Robert Stadlober is an Austrian actor and musician.

==Life and career==
Robert Stadlober was born in Friesach in the Austrian province of Carinthia, and grew up in Puchfeld in the Steiermark (Austria) and in Berlin (Germany). As a child, he worked as a voiceover artist for several films and he acted in different TV productions and motion picture films also. His largest success is playing the main role as Benjamin Lebert, a partially disabled teenager at a boarding school, in the film Crazy (2000). Later, he starred in Summer Storm (2004), a gay coming-of-age story set at a rowing summer-camp. Although The Advocate has claimed that he is bisexual, Stadtlober himself objects to such labelling, saying that he's just had some homosexual experiences and that this is normal.

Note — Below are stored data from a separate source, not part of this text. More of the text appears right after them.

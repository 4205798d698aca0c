//! Change notifications published by the engine.

use std::path::PathBuf;

/// Something that changed in the active tree.
#[derive(Debug, Clone, PartialEq, Eq)]
pub enum TreeEvent {
    /// A node entered the tree.
    NodeAdded(PathBuf),
    /// A node left the tree.
    NodeRemoved(PathBuf),
    /// A node's summary, importance or dependencies changed.
    NodeUpdated(PathBuf),
    /// Dependents and importance were recomputed.
    Recalculated,
    /// The tree was replaced by a fresh scan, a load or a switch.
    Rebuilt,
    /// The watcher stopped registering new directories.
    WatchLimitReached { limit: usize },
}

impl TreeEvent {
    /// Path the event is about, if any.
    pub fn path(&self) -> Option<&PathBuf> {
        match self {
            Self::NodeAdded(p) | Self::NodeRemoved(p) | Self::NodeUpdated(p) => Some(p),
            Self::Recalculated | Self::Rebuilt | Self::WatchLimitReached { .. } => None,
        }
    }
}

/// Capacity of the broadcast channel behind [`crate::Engine::subscribe`].
pub(crate) const EVENT_CAPACITY: usize = 256;
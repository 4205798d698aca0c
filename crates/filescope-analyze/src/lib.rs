//! Dependency analysis for filescope.
//!
//! This crate turns scanned file trees into a dependency graph:
//!
//! - **Extraction** - Find import-like references in source files and resolve
//!   them to files under the tree root
//! - **Mapping** - Derive every file's dependents from the dependency edges
//! - **Importance** - Score files by how central they are to the graph
//!
//! # Extraction
//!
//! Matchers are compiled once and shared by all worker threads:
//!
//! ```rust,ignore
//! use filescope_analyze::{DependencyExtractor, ExtractContext};
//!
//! let extractor = DependencyExtractor::new()?;
//! let ctx = ExtractContext::new(root);
//! let extraction = extractor.extract_file(&root.join("src/index.ts"), &ctx)?;
//!
//! for dep in &extraction.dependencies {
//!     println!("-> {}", dep.display());
//! }
//! ```
//!
//! # Scoring
//!
//! Mapping and scoring always run over the whole tree:
//!
//! ```rust,ignore
//! use filescope_analyze::{recalculate, ranked_files};
//!
//! recalculate(&mut tree.root);
//! for file in ranked_files(&tree.root, Some(10), 0.0) {
//!     println!("{:>5.2} {}", file.importance, file.path.display());
//! }
//! ```

mod extract;
mod importance;
mod mapper;

pub use extract::{
    DependencyExtractor, ExtractContext, ExtractError, Extraction, FileType, RawReference,
    Resolution,
};
pub use importance::{
    Degree, MAX_IMPORTANCE, directory_importance, importance_for, ranked_files, score,
};
pub use mapper::{build_dependents, strip_path};

// Re-export core types
pub use filescope_core::{FileNode, FileTree};

/// Rebuild dependents and rescore every file.
pub fn recalculate(root: &mut FileNode) {
    build_dependents(root);
    score(root);
}
//! Visited-directory tracking for symlink loop detection.

use std::path::{Path, PathBuf};

use dashmap::DashSet;

/// Tracks the canonical path of every directory entered by a scan.
///
/// With symlinks followed, the same directory can be reached through several
/// paths, including through a link back to one of its own ancestors. The
/// scanner only descends into a directory the first time its canonical path
/// is seen.
#[derive(Debug, Default)]
pub struct VisitedDirs {
    seen: DashSet<PathBuf>,
}

impl VisitedDirs {
    /// Create an empty tracker.
    pub fn new() -> Self {
        Self {
            seen: DashSet::new(),
        }
    }

    /// Track a canonical directory path. Returns `true` if this is the first
    /// time seeing it.
    pub fn track(&self, canonical: PathBuf) -> bool {
        self.seen.insert(canonical)
    }

    /// Check if a directory has been seen (without tracking).
    pub fn has_seen(&self, canonical: &Path) -> bool {
        self.seen.contains(canonical)
    }

    /// Get the number of directories tracked.
    pub fn len(&self) -> usize {
        self.seen.len()
    }

    /// Check if no directories have been tracked.
    pub fn is_empty(&self) -> bool {
        self.seen.is_empty()
    }
}
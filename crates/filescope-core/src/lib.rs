//! Core types and traits for filescope.
//!
//! This crate provides the fundamental data structures used throughout
//! the filescope workspace: file nodes with their dependency overlay, trees,
//! configuration, exclusion rules, and the path normalizer every other
//! component keys its lookups on.

mod config;
mod error;
mod exclude;
mod node;
pub mod path;
pub mod query;
mod tree;

pub use config::{
    DEFAULT_MAX_FILE_SIZE, ScanConfig, ScanConfigBuilder, TreeConfig, WatchConfig,
    WatchConfigBuilder,
};
pub use error::{NodeNotFound, ScanError, ScanWarning, WarningKind};
pub use exclude::{ExcludeRules, compile_pattern};
pub use node::{FileNode, Iter, UnresolvedReason, UnresolvedReference, display_name, modified_time};
pub use tree::{FileTree, TreeStats};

He was awarded the "best young actor" award at the Montreal World Film Festival in 2004 for his portrayal in Summer Storm.

He is also a singer and musician. He used to be in the rock Band Gary with David Winter and Rasmus Engler where he was the lead singer and played the guitar. He is now a third of Indie band Escorial Gruen.

Further, since 2007 he also runs the independent record label Siluh records.

Until 2007, he made three movies together with Tom Schilling: Crazy (2000), Play It Loud! (2003) and Black Sheep (2006).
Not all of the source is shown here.